Nestled against the rugged backdrop of the Black Mountains, Cool Springs Station has stood as a silent witness to the ebb and flow of Route 66’s storied past. Established in the mid-1920s, Cool Springs was built to serve the burgeoning car culture of America, providing fuel, refreshments, and a welcome respite to weary travelers making their way through the Sitgreaves Pass. Its distinctive stone façade and gleaming gas pumps quickly became a symbol of the optimism and adventure spirit embodied by the Mother Road.

However, the passage of time and the shifting sands of progress were not always kind to Cool Springs. In the late 1960s, as the new interstate system redirected traffic away from Route 66, the station saw a decline, eventually falling into disrepair and was nearly forgotten. It wasn’t until 2001 that Ned Leuchtner, a Route 66 enthusiast, recognized the cultural and historical importance of Cool Springs. He undertook the painstaking task of reconstructing the station, using vintage photos as his guide to ensure authenticity. Today, the station has been restored to its former glory, complete with those classic red Mobil gas pumps and the original stone masonry, standing as a tribute to the enduring legacy of Route 66.

My picture of the month isn’t of the station but the yard art off to the side. The image is a trio of old car shells clustered under an American flag, with the Black Mountains as a background. Although these vehicles are historic, if they had any value, some collectors would have snatched them long ago.

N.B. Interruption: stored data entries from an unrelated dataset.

//! HTTP surface and cache-aside pipeline.

pub mod controller;
mod error;
pub mod models;
mod server;
pub mod services;
pub mod state;
pub(crate) mod utils;

pub use controller::Pipeline;
pub use error::ApiError;
pub use models::{HttpMap, Request, Response};
pub use server::{router, run};
pub use state::AppState;
use axum::http::StatusCode;
use chrono::{DateTime, Utc};
use thiserror::Error;

use super::models::{ErrorBody, ErrorEnvelope, Request, Response};
use crate::reports::ReportError;
use crate::storage::StorageError;
use crate::timefmt::http_date;

/// Client errors may be cached briefly by downstream caches.
const CLIENT_ERROR_CACHE_CONTROL: &str = "public, max-age=3600";
pub(crate) const NO_CACHE: &str = "no-cache, no-store, must-revalidate";

#[derive(Debug, Error)]
pub enum ApiError {
    #[error("Method {0} is not allowed")]
    MethodNotAllowed(String),
    #[error("Resource not found: {0}")]
    NotFound(String),
    #[error("{0}")]
    InvalidFormat(String),
    #[error("{0}")]
    InvalidRange(String),
    #[error("{message}")]
    NotYetAvailable {
        message: String,
        retry_after: DateTime<Utc>,
    },
    #[error("{0}")]
    UpstreamUnavailable(String),
    #[error("{0}")]
    UpstreamContractViolation(String),
    #[error("internal error: {0}")]
    Internal(String),
}

impl ApiError {
    pub fn status_code(&self) -> StatusCode {
        match self {
            ApiError::MethodNotAllowed(_) => StatusCode::METHOD_NOT_ALLOWED,
            ApiError::NotFound(_) => StatusCode::NOT_FOUND,
            ApiError::InvalidFormat(_) => StatusCode::BAD_REQUEST,
            ApiError::InvalidRange(_) | ApiError::NotYetAvailable { .. } => StatusCode::FORBIDDEN,
            ApiError::UpstreamUnavailable(_) | ApiError::UpstreamContractViolation(_) => {
                StatusCode::BAD_GATEWAY
            }
            ApiError::Internal(_) => StatusCode::INTERNAL_SERVER_ERROR,
        }
    }

    /// Reason phrase reported as `Code` in the error body.
    pub fn code(&self) -> &'static str {
        self.status_code().canonical_reason().unwrap_or("Unknown")
    }

    pub fn is_client_error(&self) -> bool {
        self.status_code().is_client_error()
    }

    /// Headers specific to this error, applied after the defaults.
    pub fn headers(&self) -> Vec<(&'static str, String)> {
        match self {
            ApiError::NotYetAvailable { retry_after, .. } => {
                vec![("Retry-After", http_date(*retry_after))]
            }
            _ => Vec::new(),
        }
    }

    /// Render as a JSON error response for `request`.
    pub fn to_response(&self, request: &Request) -> Response {
        let mut response = Response {
            status: self.status_code(),
            ..Response::default()
        };

        let cache_control = if self.is_client_error() {
            CLIENT_ERROR_CACHE_CONTROL
        } else {
            NO_CACHE
        };
        response.headers.insert("Cache-Control", cache_control);

        for (name, value) in self.headers() {
            response.headers.insert(name, value);
        }

        let envelope = ErrorEnvelope {
            error: ErrorBody {
                code: self.code().to_string(),
                message: self.to_string(),
                resource: request.path.clone(),
                request_id: request.request_id.clone(),
                encoded_stack_trace: String::new(),
            },
        };
        response.body = serde_json::to_string(&envelope).unwrap_or_default();

        response
    }
}

impl From<ReportError> for ApiError {
    fn from(value: ReportError) -> Self {
        match value {
            ReportError::InvalidDate(e) => ApiError::InvalidFormat(e.to_string()),
            e @ ReportError::BeforeMinimum { .. } => ApiError::InvalidRange(e.to_string()),
            ReportError::NotYetAvailable { available_at } => ApiError::NotYetAvailable {
                message: "Data is not yet available".to_string(),
                retry_after: available_at,
            },
            e @ ReportError::MissingParameter(_) => ApiError::Internal(e.to_string()),
            e @ ReportError::Upstream(_) => ApiError::UpstreamUnavailable(e.to_string()),
            e @ ReportError::Normalize(_) => ApiError::UpstreamContractViolation(e.to_string()),
        }
    }
}

impl From<StorageError> for ApiError {
    fn from(value: StorageError) -> Self {
        match value {
            StorageError::NotFound(key) => ApiError::NotFound(key),
            _ => ApiError::UpstreamUnavailable(
                "An internal error occurred while serving your request".to_string(),
            ),
        }
    }
}

#[cfg(test)]
mod tests {
    use super::*;
    use crate::normalize::NormalizeError;
    use crate::upstream::UpstreamError;
    use axum::http::Method;
    use chrono::TimeZone;

    fn request() -> Request {
        Request::new(Method::GET, "/station/1/water-level/20990101/verified", "req-1")
    }

    #[test]
    fn test_status_codes() {
        assert_eq!(
            ApiError::MethodNotAllowed("POST".into()).status_code(),
            StatusCode::METHOD_NOT_ALLOWED
        );
        assert_eq!(ApiError::InvalidFormat("x".into()).status_code(), StatusCode::BAD_REQUEST);
        assert_eq!(ApiError::InvalidRange("x".into()).status_code(), StatusCode::FORBIDDEN);
        assert_eq!(
            ApiError::UpstreamContractViolation("x".into()).status_code(),
            StatusCode::BAD_GATEWAY
        );
    }

    #[test]
    fn test_not_yet_available_sets_retry_after() {
        let err = ApiError::NotYetAvailable {
            message: "Data is not yet available".to_string(),
            retry_after: Utc.with_ymd_and_hms(2099, 1, 1, 0, 0, 0).unwrap(),
        };
        let response = err.to_response(&request());

        assert_eq!(response.status, StatusCode::FORBIDDEN);
        assert_eq!(
            response.headers.get("Retry-After"),
            Some("Thu, 01 Jan 2099 00:00:00 GMT")
        );
        assert_eq!(response.headers.get("Cache-Control"), Some(CLIENT_ERROR_CACHE_CONTROL));
    }

    #[test]
    fn test_error_body_shape() {
        let response = ApiError::UpstreamUnavailable("down".into()).to_response(&request());
        let body: serde_json::Value = serde_json::from_str(&response.body).unwrap();

        assert_eq!(body["Error"]["Code"], "Bad Gateway");
        assert_eq!(body["Error"]["Message"], "down");
        assert_eq!(body["Error"]["Resource"], "/station/1/water-level/20990101/verified");
        assert_eq!(body["Error"]["RequestId"], "req-1");
        assert_eq!(body["Error"]["EncodedStackTrace"], "");
        assert_eq!(response.headers.get("Cache-Control"), Some(NO_CACHE));
        assert_eq!(response.headers.get("Content-Type"), Some("application/json"));
    }

    #[test]
    fn test_report_error_mapping() {
        let err: ApiError = ReportError::Normalize(NormalizeError::NoData {
            station_id: "1".into(),
        })
        .into();
        assert!(matches!(err, ApiError::UpstreamContractViolation(_)));

        let err: ApiError = ReportError::Upstream(UpstreamError::Status { status: 500 }).into();
        assert!(matches!(err, ApiError::UpstreamUnavailable(_)));

        let err: ApiError = ReportError::InvalidDate(
            crate::timefmt::TimeFormatError::InvalidFormat("bad".into()),
        )
        .into();
        assert_eq!(err.status_code(), StatusCode::BAD_REQUEST);
    }

    #[test]
    fn test_storage_error_hides_store_details() {
        let err: ApiError = StorageError::Configuration("bucket tides-prod denied".into()).into();

        assert_eq!(err.status_code(), StatusCode::BAD_GATEWAY);
        assert!(!err.to_string().contains("tides-prod"));
    }
}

The thing that made me choose this week’s photo is the flapping flag. I shot this midday with lighting that blends the cars and mountains into a bland porridge. The flag becomes the image’s star. It’s almost like the flags that fly over our national cemeteries. The picture says, “These are the fallen heroes of the long Route 66 history.”

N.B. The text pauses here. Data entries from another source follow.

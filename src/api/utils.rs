//! API utility functions
//!
//! Pure, stateless helpers for the cache-aside pipeline: query flag parsing,
//! cache key derivation and cache header values.

use super::models::HttpMap;
use crate::timefmt::THIRTY_DAYS;

/// `Cache-Control` for objects with no expiry.
pub fn max_age_header() -> String {
    format!("public, max-age={}", THIRTY_DAYS.as_secs())
}

/// Common spellings of "false": anything starting with `f`, `n` or `0`.
pub fn is_false_value(value: &str) -> bool {
    value.starts_with(['f', 'F', 'n', 'N', '0'])
}

/// Cache lookup is on unless `no-cache` is present or `cache` is false.
pub fn cache_enabled(query: &HttpMap) -> bool {
    flag_enabled(query, "no-cache", "cache")
}

/// Cache store is on unless `no-store` is present or `store` is false.
pub fn store_enabled(query: &HttpMap) -> bool {
    flag_enabled(query, "no-store", "store")
}

fn flag_enabled(query: &HttpMap, negative: &str, positive: &str) -> bool {
    if query.contains_key(negative) {
        return false;
    }
    !query.get(positive).is_some_and(is_false_value)
}

/// Object key for a request path: `prefix` plus the path without its leading `/`.
pub fn cache_key(prefix: &str, path: &str) -> String {
    format!("{prefix}{}", path.strip_prefix('/').unwrap_or(path))
}
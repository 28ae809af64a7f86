use super::{NormalizeError, PackedRecord, Result};
use crate::timefmt::{iso_timestamp, parse_timestamp};
use crate::upstream::{HighLowDay, PredictionRecord, RawRecord, VerifiedRecord};
use chrono::NaiveDate;
use serde_json::{Value, json};

pub const VERIFIED_FORMAT: &[&str] = &["waterLevelMeters", "sigma", "flags"];
pub const RAW_FORMAT: &[&str] = &["waterLevelMeters", "sigma", "samplesOutsideThreeSigma", "flags"];
pub const PREDICTION_FORMAT: &[&str] = &["waterLevelMeters"];
pub const EXTREMA_FORMAT: &[&str] = &["timestampUTC", "waterLevelMeters", "extremaType"];

/// Names of the indicators that are set, in declaration order.
fn flags(indicators: &[(i32, &'static str)]) -> Value {
    indicators
        .iter()
        .filter(|(code, _)| *code != 0)
        .map(|(_, name)| Value::from(*name))
        .collect()
}

impl PackedRecord for VerifiedRecord {
    const FORMAT: &'static [&'static str] = VERIFIED_FORMAT;

    fn timestamp(&self) -> &str {
        &self.timestamp
    }

    fn pack(&self) -> Value {
        json!([
            self.water_level,
            self.sigma,
            flags(&[
                (self.inferred, "inferred"),
                (self.flat_tolerance, "flatToleranceLimitExceeded"),
                (self.rate_of_change, "rateOfChangeToleranceLimitExceeded"),
                (self.temperature, "temperatureToleranceLimitExceeded"),
            ]),
        ])
    }
}

impl PackedRecord for RawRecord {
    const FORMAT: &'static [&'static str] = RAW_FORMAT;

    fn timestamp(&self) -> &str {
        &self.timestamp
    }

    fn pack(&self) -> Value {
        json!([
            self.water_level,
            self.sigma,
            self.outside_three_sigma,
            flags(&[
                (self.flat_tolerance, "flatToleranceLimitExceeded"),
                (self.rate_of_change, "rateOfChangeToleranceLimitExceeded"),
                (self.limit_exceeded, "waterLevelLimitExceeded"),
            ]),
        ])
    }
}

impl PackedRecord for PredictionRecord {
    const FORMAT: &'static [&'static str] = PREDICTION_FORMAT;

    fn timestamp(&self) -> &str {
        &self.timestamp
    }

    fn pack(&self) -> Value {
        json!([self.prediction])
    }
}

/// Build the extrema payload. Extrema are irregular, so there is no slot grid;
/// each entry carries its own timestamp. `dataPoints` counts upstream days.
pub fn normalize_extrema(station_id: &str, date: NaiveDate, days: &[HighLowDay]) -> Result<Value> {
    let mut data = Vec::new();

    for day in days {
        for extremum in &day.extrema {
            let ts = parse_timestamp(&format!("{} {}", day.date, extremum.time))
                .map_err(NormalizeError::from)?;
            data.push(json!([iso_timestamp(ts), extremum.prediction, extremum.kind]));
        }
    }

    Ok(json!({
        "stationId": station_id,
        "dataPoints": days.len(),
        "dateLocalTimeZone": date.format("%Y-%m-%d").to_string(),
        "packedDataFormat": EXTREMA_FORMAT,
        "data": data,
    }))
}
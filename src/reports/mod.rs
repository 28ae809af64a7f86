//! Report descriptors and the path router that selects them.
//!
//! ## Key Components
//!
//! - [`Report`] - Closed set of upstream report types
//! - [`ReportRouter`] - Ordered path pattern bindings
//! - [`FetchResult`] - Payload plus cache lifetime hint
//! - [`ReportError`] - Validation and upstream failures

mod registry;
mod report;
mod stations;

pub use registry::{PathParams, ReportRouter, RouteMatch};
pub use report::{
    FetchResult, MIN_SERVICE_DATE, Report, ReportError, historical_lifetime, predictive_lifetime,
};
pub use stations::stations_to_json;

We’re tickled that you started this year by spending time with us. If you want to see a larger version of this month’s photo, they are online on my website < Jim’s Page> and Fine Art America <FAA Link>. If you want to buy the Chevy Truck, you can contact Uncle Jim’s Cherry, One Owner, Used Car Emporium by leaving a comment below.

We look forward to your comments, so don’t be bashful. We’ll return with more Oatman and Route 66 photos next week, so don’t touch that dial.

Till then, keep your spirits high and your humor dry.
jw

Techniques: Waiting for the decisive moment.

You might think snapping a flag is a breeze, but let me tell you, it’s more like herding cats on a windy day. I aimed for a balance—not too limp and not overly taut—to convey a sense of movement and life. This required patience and timing, like capturing the peak moment in sports photography. With the wind’s whims as my conductor, I played a game of red and green light, waiting for Mother Nature’s perfect cue—talk about being at the mercy of the elements. In retrospect, a tripod would have saved me from the armache of holding steady through the breezes.

For the technically curious, this was a dance of light and speed. I shot in Aperture Priority mode with an f-stop of 6.1, relying on the bright midday sun to provide a fast enough shutter speed. My main concern was keeping the truck headlights and the flag’s stars and stripes in sharp focus. Choosing the correct f-stop or waiting for the wind is like deciding on the right spice for a stew or the right socks for sandals—not always obvious, but oh-so-important!